[AIM OF THE TASK]:
Where in the data below does the word "Serialize" appear? Copy every line that has it.

[DATA SHOWN]:

###

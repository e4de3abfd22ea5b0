//! Five-zone relative placement
//!
//! Outputs are dropped into LEFT, RIGHT, ABOVE, BELOW or CENTER. Zones tile
//! around CENTER without overlapping; outputs sharing a zone share its origin.

use serde::{Deserialize, Serialize};
use std::collections::HashMap;
use std::fmt;
use std::str::FromStr;
use tracing::debug;

use crate::backend::{CrtcId, OutputId};
use crate::topology::{OutputFilter, Topology};

#[derive(Debug, Clone, Copy, PartialEq, Eq, Hash, Serialize, Deserialize)]
#[serde(rename_all = "lowercase")]
pub enum Zone {
    Left,
    Right,
    Above,
    Below,
    #[serde(alias = "centre")]
    Center,
}

impl Zone {
    /// Placement order; a controller listed in several zones ends up at the
    /// origin of the last one
    pub const ALL: [Zone; 5] = [Zone::Left, Zone::Right, Zone::Above, Zone::Below, Zone::Center];

    fn index(self) -> usize {
        match self {
            Zone::Left => 0,
            Zone::Right => 1,
            Zone::Above => 2,
            Zone::Below => 3,
            Zone::Center => 4,
        }
    }
}

impl fmt::Display for Zone {
    fn fmt(&self, f: &mut fmt::Formatter<'_>) -> fmt::Result {
        let name = match self {
            Zone::Left => "left",
            Zone::Right => "right",
            Zone::Above => "above",
            Zone::Below => "below",
            Zone::Center => "center",
        };
        f.write_str(name)
    }
}

impl FromStr for Zone {
    type Err = anyhow::Error;

    fn from_str(s: &str) -> Result<Self, Self::Err> {
        match s.trim().to_lowercase().as_str() {
            "left" => Ok(Zone::Left),
            "right" => Ok(Zone::Right),
            "above" => Ok(Zone::Above),
            "below" => Ok(Zone::Below),
            "center" | "centre" => Ok(Zone::Center),
            other => anyhow::bail!("Unknown zone '{}' (expected left, right, above, below or center)", other),
        }
    }
}

/// Zone -> outputs assignment, fed by the editor's drag-and-drop
#[derive(Debug, Clone, Default, PartialEq, Eq)]
pub struct ZoneMap {
    zones: [Vec<OutputId>; 5],
}

impl ZoneMap {
    pub fn new() -> Self {
        Self::default()
    }

    /// Every lit output in CENTER, the arrangement the editor opens with
    pub fn initial(topology: &Topology) -> Self {
        let mut map = Self::new();
        for output in topology.outputs_matching(OutputFilter::On) {
            map.zones[Zone::Center.index()].push(output.id());
        }
        map
    }

    pub fn outputs_in(&self, zone: Zone) -> &[OutputId] {
        &self.zones[zone.index()]
    }

    pub fn zone_of(&self, output: OutputId) -> Option<Zone> {
        Zone::ALL
            .into_iter()
            .find(|zone| self.zones[zone.index()].contains(&output))
    }

    /// Drop `output` into `zone`, removing it from wherever it was
    pub fn move_output(&mut self, output: OutputId, zone: Zone) {
        self.remove_output(output);
        self.zones[zone.index()].push(output);
    }

    pub fn remove_output(&mut self, output: OutputId) {
        for members in &mut self.zones {
            members.retain(|o| *o != output);
        }
    }

    pub fn is_empty(&self) -> bool {
        self.zones.iter().all(Vec::is_empty)
    }
}

/// Bounding box of one zone
#[derive(Debug, Clone, Copy, Default, PartialEq, Eq, Serialize)]
pub struct ZoneExtent {
    pub width: u32,
    pub height: u32,
}

/// Result of one layout pass
#[derive(Debug, Clone, PartialEq, Eq, Serialize)]
pub struct LayoutPlan {
    pub origins: Vec<(Zone, i32, i32)>,
    /// Target position per controller, in assignment order
    pub positions: Vec<(CrtcId, i32, i32)>,
}

impl LayoutPlan {
    pub fn origin(&self, zone: Zone) -> (i32, i32) {
        self.origins
            .iter()
            .find(|(z, _, _)| *z == zone)
            .map_or((0, 0), |(_, x, y)| (*x, *y))
    }

    pub fn position_of(&self, crtc: CrtcId) -> Option<(i32, i32)> {
        self.positions
            .iter()
            .rev()
            .find(|(c, _, _)| *c == crtc)
            .map(|(_, x, y)| (*x, *y))
    }
}

/// Max effective width/height over a zone's members
pub fn zone_extent(topology: &Topology, zones: &ZoneMap, zone: Zone) -> ZoneExtent {
    zones
        .outputs_in(zone)
        .iter()
        .map(|output| topology.output_footprint(*output))
        .fold(ZoneExtent::default(), |acc, (w, h)| ZoneExtent {
            width: acc.width.max(w),
            height: acc.height.max(h),
        })
}

/// Compute zone origins and controller targets without touching the topology
pub fn compute_layout(topology: &Topology, zones: &ZoneMap) -> LayoutPlan {
    let extents: HashMap<Zone, ZoneExtent> = Zone::ALL
        .into_iter()
        .map(|zone| (zone, zone_extent(topology, zones, zone)))
        .collect();
    let width = |zone: Zone| extents[&zone].width as i32;
    let height = |zone: Zone| extents[&zone].height as i32;

    let center_x = width(Zone::Left);
    let right_x = center_x + width(Zone::Above).max(width(Zone::Center)).max(width(Zone::Below));
    let center_y = height(Zone::Above);
    let below_y = center_y + height(Zone::Left).max(height(Zone::Center)).max(height(Zone::Right));

    let origin = |zone: Zone| match zone {
        Zone::Left => (0, center_y),
        Zone::Right => (right_x, center_y),
        Zone::Above => (center_x, 0),
        Zone::Below => (center_x, below_y),
        Zone::Center => (center_x, center_y),
    };

    let mut positions = Vec::new();
    for zone in Zone::ALL {
        let (x, y) = origin(zone);
        for output in zones.outputs_in(zone) {
            // Off outputs have no controller to move
            if let Some(controller) = topology.controller_of(*output) {
                positions.push((controller.id(), x, y));
            }
        }
    }

    LayoutPlan {
        origins: Zone::ALL
            .into_iter()
            .map(|zone| {
                let (x, y) = origin(zone);
                (zone, x, y)
            })
            .collect(),
        positions,
    }
}

impl Topology {
    /// Run the layout and move every zoned controller to its target.
    /// Controllers outside every zone keep their position.
    pub fn run_layout(&mut self, zones: &ZoneMap) -> LayoutPlan {
        let plan = compute_layout(self, zones);
        for (crtc, x, y) in &plan.positions {
            let Ok(slot) = self.controller_slot(*crtc) else {
                continue;
            };
            let controller = &mut self.controllers[slot.0];
            if controller.x != *x || controller.y != *y {
                debug!(crtc, from_x = controller.x, from_y = controller.y, x, y, "moving controller");
                controller.x = *x;
                controller.y = *y;
                controller.dirty = true;
            }
        }
        plan
    }
}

###

[EXPECTED OUTPUT]:
use serde::{Deserialize, Serialize};
#[derive(Debug, Clone, Copy, PartialEq, Eq, Hash, Serialize, Deserialize)]
#[derive(Debug, Clone, Copy, Default, PartialEq, Eq, Serialize)]
#[derive(Debug, Clone, PartialEq, Eq, Serialize)]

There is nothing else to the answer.